→ HOW TO COMPLETE THIS TASK
Each entry has to be printed again exactly.

→ Stored dataset items
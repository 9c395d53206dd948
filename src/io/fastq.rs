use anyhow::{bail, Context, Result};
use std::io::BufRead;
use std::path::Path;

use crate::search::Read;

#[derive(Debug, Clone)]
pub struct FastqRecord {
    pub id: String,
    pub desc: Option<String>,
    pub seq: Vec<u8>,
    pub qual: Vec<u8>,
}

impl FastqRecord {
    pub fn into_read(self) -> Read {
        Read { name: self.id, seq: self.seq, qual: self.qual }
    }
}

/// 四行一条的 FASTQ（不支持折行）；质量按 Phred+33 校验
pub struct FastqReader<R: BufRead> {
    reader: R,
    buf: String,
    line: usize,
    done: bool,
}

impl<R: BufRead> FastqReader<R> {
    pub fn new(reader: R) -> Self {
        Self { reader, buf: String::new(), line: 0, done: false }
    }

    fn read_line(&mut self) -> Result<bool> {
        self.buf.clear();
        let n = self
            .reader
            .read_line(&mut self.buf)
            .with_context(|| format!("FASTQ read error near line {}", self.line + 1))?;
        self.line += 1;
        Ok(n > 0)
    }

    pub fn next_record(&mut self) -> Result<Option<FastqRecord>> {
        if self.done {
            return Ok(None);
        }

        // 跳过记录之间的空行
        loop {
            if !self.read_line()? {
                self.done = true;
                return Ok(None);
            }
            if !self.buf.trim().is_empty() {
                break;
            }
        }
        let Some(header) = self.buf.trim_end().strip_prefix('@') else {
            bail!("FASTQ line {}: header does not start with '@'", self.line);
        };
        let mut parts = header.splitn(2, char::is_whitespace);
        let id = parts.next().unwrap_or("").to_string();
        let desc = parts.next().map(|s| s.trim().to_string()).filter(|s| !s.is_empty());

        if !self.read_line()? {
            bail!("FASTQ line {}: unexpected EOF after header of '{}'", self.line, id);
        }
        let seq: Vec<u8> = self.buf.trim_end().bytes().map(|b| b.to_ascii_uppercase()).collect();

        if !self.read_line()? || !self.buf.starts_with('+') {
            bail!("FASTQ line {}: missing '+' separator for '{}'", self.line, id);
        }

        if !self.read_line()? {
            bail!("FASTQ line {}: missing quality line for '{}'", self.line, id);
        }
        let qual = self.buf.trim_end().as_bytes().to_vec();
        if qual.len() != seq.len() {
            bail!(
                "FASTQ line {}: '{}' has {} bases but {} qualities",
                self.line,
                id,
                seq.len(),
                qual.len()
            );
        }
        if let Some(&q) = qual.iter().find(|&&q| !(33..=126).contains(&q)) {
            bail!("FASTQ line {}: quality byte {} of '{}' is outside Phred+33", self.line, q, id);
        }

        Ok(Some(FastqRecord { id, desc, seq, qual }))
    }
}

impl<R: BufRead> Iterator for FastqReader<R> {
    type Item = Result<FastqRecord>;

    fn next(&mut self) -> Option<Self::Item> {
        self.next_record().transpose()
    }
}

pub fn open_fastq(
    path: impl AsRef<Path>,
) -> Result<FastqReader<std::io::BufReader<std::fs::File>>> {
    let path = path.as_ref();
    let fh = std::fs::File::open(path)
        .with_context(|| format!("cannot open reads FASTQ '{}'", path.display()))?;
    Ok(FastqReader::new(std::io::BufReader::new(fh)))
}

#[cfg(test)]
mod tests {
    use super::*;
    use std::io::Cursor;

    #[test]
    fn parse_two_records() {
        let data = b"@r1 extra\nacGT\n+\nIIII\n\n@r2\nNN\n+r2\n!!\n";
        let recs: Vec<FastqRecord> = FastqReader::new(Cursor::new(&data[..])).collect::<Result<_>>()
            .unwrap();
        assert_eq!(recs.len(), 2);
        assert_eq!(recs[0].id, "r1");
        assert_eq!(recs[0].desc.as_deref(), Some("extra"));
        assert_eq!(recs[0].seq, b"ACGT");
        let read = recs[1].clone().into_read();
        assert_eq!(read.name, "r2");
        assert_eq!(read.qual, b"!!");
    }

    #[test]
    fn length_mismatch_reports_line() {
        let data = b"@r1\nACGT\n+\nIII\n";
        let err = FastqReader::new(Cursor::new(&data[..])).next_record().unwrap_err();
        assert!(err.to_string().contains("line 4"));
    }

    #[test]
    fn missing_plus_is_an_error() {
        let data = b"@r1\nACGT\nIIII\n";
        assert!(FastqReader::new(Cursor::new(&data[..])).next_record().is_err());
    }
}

→ THE COMPLETED TASK
repository 9c395d53206dd948
filename src/io/fastq.rs
use anyhow::{bail, Context, Result};
use std::io::BufRead;
use std::path::Path;

use crate::search::Read;

#[derive(Debug, Clone)]
pub struct FastqRecord {
    pub id: String,
    pub desc: Option<String>,
    pub seq: Vec<u8>,
    pub qual: Vec<u8>,
}

impl FastqRecord {
    pub fn into_read(self) -> Read {
        Read { name: self.id, seq: self.seq, qual: self.qual }
    }
}

/// 四行一条的 FASTQ（不支持折行）；质量按 Phred+33 校验
pub struct FastqReader<R: BufRead> {
    reader: R,
    buf: String,
    line: usize,
    done: bool,
}

impl<R: BufRead> FastqReader<R> {
    pub fn new(reader: R) -> Self {
        Self { reader, buf: String::new(), line: 0, done: false }
    }

    fn read_line(&mut self) -> Result<bool> {
        self.buf.clear();
        let n = self
            .reader
            .read_line(&mut self.buf)
            .with_context(|| format!("FASTQ read error near line {}", self.line + 1))?;
        self.line += 1;
        Ok(n > 0)
    }

    pub fn next_record(&mut self) -> Result<Option<FastqRecord>> {
        if self.done {
            return Ok(None);
        }

        // 跳过记录之间的空行
        loop {
            if !self.read_line()? {
                self.done = true;
                return Ok(None);
            }
            if !self.buf.trim().is_empty() {
                break;
            }
        }
        let Some(header) = self.buf.trim_end().strip_prefix('@') else {
            bail!("FASTQ line {}: header does not start with '@'", self.line);
        };
        let mut parts = header.splitn(2, char::is_whitespace);
        let id = parts.next().unwrap_or("").to_string();
        let desc = parts.next().map(|s| s.trim().to_string()).filter(|s| !s.is_empty());

        if !self.read_line()? {
            bail!("FASTQ line {}: unexpected EOF after header of '{}'", self.line, id);
        }
        let seq: Vec<u8> = self.buf.trim_end().bytes().map(|b| b.to_ascii_uppercase()).collect();

        if !self.read_line()? || !self.buf.starts_with('+') {
            bail!("FASTQ line {}: missing '+' separator for '{}'", self.line, id);
        }

        if !self.read_line()? {
            bail!("FASTQ line {}: missing quality line for '{}'", self.line, id);
        }
        let qual = self.buf.trim_end().as_bytes().to_vec();
        if qual.len() != seq.len() {
            bail!(
                "FASTQ line {}: '{}' has {} bases but {} qualities",
                self.line,
                id,
                seq.len(),
                qual.len()
            );
        }
        if let Some(&q) = qual.iter().find(|&&q| !(33..=126).contains(&q)) {
            bail!("FASTQ line {}: quality byte {} of '{}' is outside Phred+33", self.line, q, id);
        }

        Ok(Some(FastqRecord { id, desc, seq, qual }))
    }
}

impl<R: BufRead> Iterator for FastqReader<R> {
    type Item = Result<FastqRecord>;

    fn next(&mut self) -> Option<Self::Item> {
        self.next_record().transpose()
    }
}

pub fn open_fastq(
    path: impl AsRef<Path>,
) -> Result<FastqReader<std::io::BufReader<std::fs::File>>> {
    let path = path.as_ref();
    let fh = std::fs::File::open(path)
        .with_context(|| format!("cannot open reads FASTQ '{}'", path.display()))?;
    Ok(FastqReader::new(std::io::BufReader::new(fh)))
}

#[cfg(test)]
mod tests {
    use super::*;
    use std::io::Cursor;

    #[test]
    fn parse_two_records() {
        let data = b"@r1 extra\nacGT\n+\nIIII\n\n@r2\nNN\n+r2\n!!\n";
        let recs: Vec<FastqRecord> = FastqReader::new(Cursor::new(&data[..])).collect::<Result<_>>()
            .unwrap();
        assert_eq!(recs.len(), 2);
        assert_eq!(recs[0].id, "r1");
        assert_eq!(recs[0].desc.as_deref(), Some("extra"));
        assert_eq!(recs[0].seq, b"ACGT");
        let read = recs[1].clone().into_read();
        assert_eq!(read.name, "r2");
        assert_eq!(read.qual, b"!!");
    }

    #[test]
    fn length_mismatch_reports_line() {
        let data = b"@r1\nACGT\n+\nIII\n";
        let err = FastqReader::new(Cursor::new(&data[..])).next_record().unwrap_err();
        assert!(err.to_string().contains("line 4"));
    }

    #[test]
    fn missing_plus_is_an_error() {
        let data = b"@r1\nACGT\nIIII\n";
        assert!(FastqReader::new(Cursor::new(&data[..])).next_record().is_err());
    }
}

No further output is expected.